// chain/src/types/tx.rs

//! Transaction types for the ledger.
//!
//! This module defines the concrete transaction payloads used by the chain
//! along with a tagged [`Transaction`] enum. Transactions cover:
//!
//! - requesting a role (patient, doctor, admission),
//! - recording that a doctor vaccinated a patient, and
//! - registering a vaccine identifier.
//!
//! Each variant signs a canonical JSON rendering of its semantic fields,
//! never including its own signature fields. Whether a transaction is
//! acceptable on a given branch is decided in [`crate::validation`].

use serde::{Deserialize, Serialize};

use super::{ParseError, PublicKey, Signature};
use crate::crypto::{self, Keypair};

/// Role a [`PermissionTransaction`] asks for.
#[derive(Clone, Copy, Debug, Eq, PartialEq, Hash, Serialize, Deserialize)]
#[serde(rename_all = "lowercase")]
pub enum Permission {
    Patient,
    Admission,
    Doctor,
}

/// Self-signed request to hold a role.
///
/// The request is self-service: anyone may ask for any role and the
/// only evidence required is the sender's own signature.
#[derive(Clone, Debug, Eq, PartialEq, Hash, Serialize, Deserialize)]
pub struct PermissionTransaction {
    /// Protocol version string of the sender.
    pub version: String,
    /// Creation time, seconds since Unix epoch.
    pub timestamp: u64,
    /// Role being requested.
    pub requested_permission: Permission,
    /// Key that will hold the role.
    pub sender_pubkey: PublicKey,
    /// Sender's signature over the canonical content.
    pub signature: Option<Signature>,
}

#[derive(Serialize)]
struct PermissionContent<'a> {
    kind: &'static str,
    version: &'a str,
    timestamp: u64,
    requested_permission: Permission,
    sender_pubkey: &'a PublicKey,
}

impl PermissionTransaction {
    pub fn new(
        version: impl Into<String>,
        timestamp: u64,
        requested_permission: Permission,
        sender_pubkey: PublicKey,
    ) -> Self {
        Self {
            version: version.into(),
            timestamp,
            requested_permission,
            sender_pubkey,
            signature: None,
        }
    }

    /// Canonical bytes covered by the sender's signature.
    pub fn signing_content(&self) -> Vec<u8> {
        canonical_json(&PermissionContent {
            kind: "permission",
            version: &self.version,
            timestamp: self.timestamp,
            requested_permission: self.requested_permission,
            sender_pubkey: &self.sender_pubkey,
        })
    }

    /// Signs the request with the sender's key.
    pub fn sign(mut self, sender: &Keypair) -> Self {
        self.signature = Some(sender.sign(&self.signing_content()));
        self
    }

    /// Returns `true` if the sender's signature is present and valid.
    pub fn verify_signature(&self) -> bool {
        self.signature.as_ref().is_some_and(|sig| {
            crypto::verify(&self.sender_pubkey, &self.signing_content(), sig)
        })
    }
}

/// Dual-signed record that a doctor vaccinated a patient.
///
/// The doctor signs first. The patient's signature also covers the
/// doctor's signature, so it can only be produced after it.
#[derive(Clone, Debug, Eq, PartialEq, Hash, Serialize, Deserialize)]
pub struct VaccinationTransaction {
    pub version: String,
    pub timestamp: u64,
    /// Registered vaccine identifier.
    pub vaccine: String,
    pub doctor_pubkey: PublicKey,
    pub patient_pubkey: PublicKey,
    pub doctor_signature: Option<Signature>,
    pub patient_signature: Option<Signature>,
}

#[derive(Serialize)]
struct VaccinationContent<'a> {
    kind: &'static str,
    version: &'a str,
    timestamp: u64,
    vaccine: &'a str,
    doctor_pubkey: &'a PublicKey,
    patient_pubkey: &'a PublicKey,
    #[serde(skip_serializing_if = "Option::is_none")]
    doctor_signature: Option<&'a Signature>,
}

impl VaccinationTransaction {
    pub fn new(
        version: impl Into<String>,
        timestamp: u64,
        vaccine: impl Into<String>,
        doctor_pubkey: PublicKey,
        patient_pubkey: PublicKey,
    ) -> Self {
        Self {
            version: version.into(),
            timestamp,
            vaccine: vaccine.into(),
            doctor_pubkey,
            patient_pubkey,
            doctor_signature: None,
            patient_signature: None,
        }
    }

    fn content(&self, as_doctor: bool) -> Vec<u8> {
        canonical_json(&VaccinationContent {
            kind: "vaccination",
            version: &self.version,
            timestamp: self.timestamp,
            vaccine: &self.vaccine,
            doctor_pubkey: &self.doctor_pubkey,
            patient_pubkey: &self.patient_pubkey,
            doctor_signature: if as_doctor {
                None
            } else {
                self.doctor_signature.as_ref()
            },
        })
    }

    /// Canonical bytes covered by the doctor's signature.
    pub fn doctor_content(&self) -> Vec<u8> {
        self.content(true)
    }

    /// Canonical bytes covered by the patient's signature.
    ///
    /// Includes the doctor's signature.
    pub fn patient_content(&self) -> Vec<u8> {
        self.content(false)
    }

    /// Adds the doctor's signature. An existing signature is kept.
    pub fn sign_as_doctor(&mut self, doctor: &Keypair) {
        if self.doctor_signature.is_some() {
            tracing::debug!("doctor signature exists; not re-signing");
            return;
        }
        self.doctor_signature = Some(doctor.sign(&self.doctor_content()));
    }

    /// Adds the patient's signature. An existing signature is kept.
    pub fn sign_as_patient(&mut self, patient: &Keypair) {
        if self.patient_signature.is_some() {
            tracing::debug!("patient signature exists; not re-signing");
            return;
        }
        self.patient_signature = Some(patient.sign(&self.patient_content()));
    }

    /// Signs as doctor, then as patient.
    pub fn sign(mut self, doctor: &Keypair, patient: &Keypair) -> Self {
        self.sign_as_doctor(doctor);
        self.sign_as_patient(patient);
        self
    }
}

/// Registers a vaccine identifier.
#[derive(Clone, Debug, Eq, PartialEq, Hash, Serialize, Deserialize)]
pub struct VaccineTransaction {
    pub version: String,
    pub timestamp: u64,
    /// Identifier being registered.
    pub vaccine: String,
    /// Admission node registering the vaccine.
    pub registrant_pubkey: PublicKey,
    pub signature: Option<Signature>,
}

#[derive(Serialize)]
struct VaccineContent<'a> {
    kind: &'static str,
    version: &'a str,
    timestamp: u64,
    vaccine: &'a str,
    registrant_pubkey: &'a PublicKey,
}

impl VaccineTransaction {
    pub fn new(
        version: impl Into<String>,
        timestamp: u64,
        vaccine: impl Into<String>,
        registrant_pubkey: PublicKey,
    ) -> Self {
        Self {
            version: version.into(),
            timestamp,
            vaccine: vaccine.into(),
            registrant_pubkey,
            signature: None,
        }
    }

    pub fn signing_content(&self) -> Vec<u8> {
        canonical_json(&VaccineContent {
            kind: "vaccine",
            version: &self.version,
            timestamp: self.timestamp,
            vaccine: &self.vaccine,
            registrant_pubkey: &self.registrant_pubkey,
        })
    }

    pub fn sign(mut self, registrant: &Keypair) -> Self {
        self.signature = Some(registrant.sign(&self.signing_content()));
        self
    }

    pub fn verify_signature(&self) -> bool {
        self.signature.as_ref().is_some_and(|sig| {
            crypto::verify(&self.registrant_pubkey, &self.signing_content(), sig)
        })
    }
}

/// Top-level transaction enum.
///
/// This is the type that appears in blocks and in the transaction pool.
/// On the wire every transaction is one JSON object, internally tagged
/// by a `"type"` discriminator. Equality is full field-value equality,
/// which is what pool deduplication relies on.
#[derive(Clone, Debug, Eq, PartialEq, Hash, Serialize, Deserialize)]
#[serde(tag = "type", rename_all = "lowercase")]
pub enum Transaction {
    /// Requests a role.
    Permission(PermissionTransaction),
    /// Records a vaccination.
    Vaccination(VaccinationTransaction),
    /// Registers a vaccine.
    Vaccine(VaccineTransaction),
}

impl Transaction {
    /// Returns the canonical one-line representation of this transaction.
    ///
    /// # Panics
    ///
    /// Panics if encoding fails. This is considered a programming error,
    /// because every field is a string, integer or enum.
    pub fn to_line(&self) -> String {
        serde_json::to_string(self).expect("Transaction should always be serializable to JSON")
    }

    /// Decodes a transaction from its canonical line.
    pub fn from_line(line: &str) -> Result<Self, ParseError> {
        Ok(serde_json::from_str(line)?)
    }

    /// Short variant name for log lines.
    pub fn kind(&self) -> &'static str {
        match self {
            Transaction::Permission(_) => "permission",
            Transaction::Vaccination(_) => "vaccination",
            Transaction::Vaccine(_) => "vaccine",
        }
    }
}

impl From<PermissionTransaction> for Transaction {
    fn from(tx: PermissionTransaction) -> Self {
        Transaction::Permission(tx)
    }
}

impl From<VaccinationTransaction> for Transaction {
    fn from(tx: VaccinationTransaction) -> Self {
        Transaction::Vaccination(tx)
    }
}

impl From<VaccineTransaction> for Transaction {
    fn from(tx: VaccineTransaction) -> Self {
        Transaction::Vaccine(tx)
    }
}

fn canonical_json<T: Serialize>(content: &T) -> Vec<u8> {
    serde_json::to_vec(content).expect("signing content should always be serializable to JSON")
}

#[cfg(test)]
mod tests {
    use super::*;

    fn keypair(seed: u8) -> Keypair {
        Keypair::from_seed(&[seed; 32])
    }

    #[test]
    fn permission_signature_verifies_and_detects_tampering() {
        let sender = keypair(1);
        let tx = PermissionTransaction::new(
            "0.0.1",
            1_700_000_000,
            Permission::Doctor,
            sender.public_key().clone(),
        )
        .sign(&sender);
        assert!(tx.verify_signature());

        let mut tampered = tx.clone();
        tampered.requested_permission = Permission::Admission;
        assert!(!tampered.verify_signature());
    }

    #[test]
    fn unsigned_transaction_does_not_verify() {
        let sender = keypair(2);
        let tx = VaccineTransaction::new("0.0.1", 1, "measles", sender.public_key().clone());
        assert!(!tx.verify_signature());
    }

    #[test]
    fn patient_content_depends_on_doctor_signature() {
        let doctor = keypair(3);
        let patient = keypair(4);
        let mut tx = VaccinationTransaction::new(
            "0.0.1",
            5,
            "polio",
            doctor.public_key().clone(),
            patient.public_key().clone(),
        );
        let before = tx.patient_content();
        tx.sign_as_doctor(&doctor);

        assert_ne!(before, tx.patient_content());
        assert_eq!(tx.doctor_content(), before);
    }

    #[test]
    fn transaction_line_carries_type_tag() {
        let sender = keypair(5);
        let tx: Transaction =
            VaccineTransaction::new("0.0.1", 9, "a vaccine", sender.public_key().clone())
                .sign(&sender)
                .into();

        let line = tx.to_line();
        assert!(line.contains("\"type\":\"vaccine\""), "line: {line}");
        assert!(!line.contains('\n'));

        let decoded = Transaction::from_line(&line).expect("decode tx line");
        assert_eq!(decoded, tx);
    }

    #[test]
    fn unknown_type_tag_is_a_parse_error() {
        let err = Transaction::from_line(r#"{"type":"transfer","amount":1}"#).unwrap_err();
        assert!(matches!(err, ParseError::Record(_)));
    }
}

Exercise description: Take the first line of the material above as the start and the line that contains "of the sender." as the end. Output only that span, every line exactly as it stands.

Answer box:
// chain/src/types/tx.rs

//! Transaction types for the ledger.
//!
//! This module defines the concrete transaction payloads used by the chain
//! along with a tagged [`Transaction`] enum. Transactions cover:
//!
//! - requesting a role (patient, doctor, admission),
//! - recording that a doctor vaccinated a patient, and
//! - registering a vaccine identifier.
//!
//! Each variant signs a canonical JSON rendering of its semantic fields,
//! never including its own signature fields. Whether a transaction is
//! acceptable on a given branch is decided in [`crate::validation`].

use serde::{Deserialize, Serialize};

use super::{ParseError, PublicKey, Signature};
use crate::crypto::{self, Keypair};

/// Role a [`PermissionTransaction`] asks for.
#[derive(Clone, Copy, Debug, Eq, PartialEq, Hash, Serialize, Deserialize)]
#[serde(rename_all = "lowercase")]
pub enum Permission {
    Patient,
    Admission,
    Doctor,
}

/// Self-signed request to hold a role.
///
/// The request is self-service: anyone may ask for any role and the
/// only evidence required is the sender's own signature.
#[derive(Clone, Debug, Eq, PartialEq, Hash, Serialize, Deserialize)]
pub struct PermissionTransaction {
    /// Protocol version string of the sender.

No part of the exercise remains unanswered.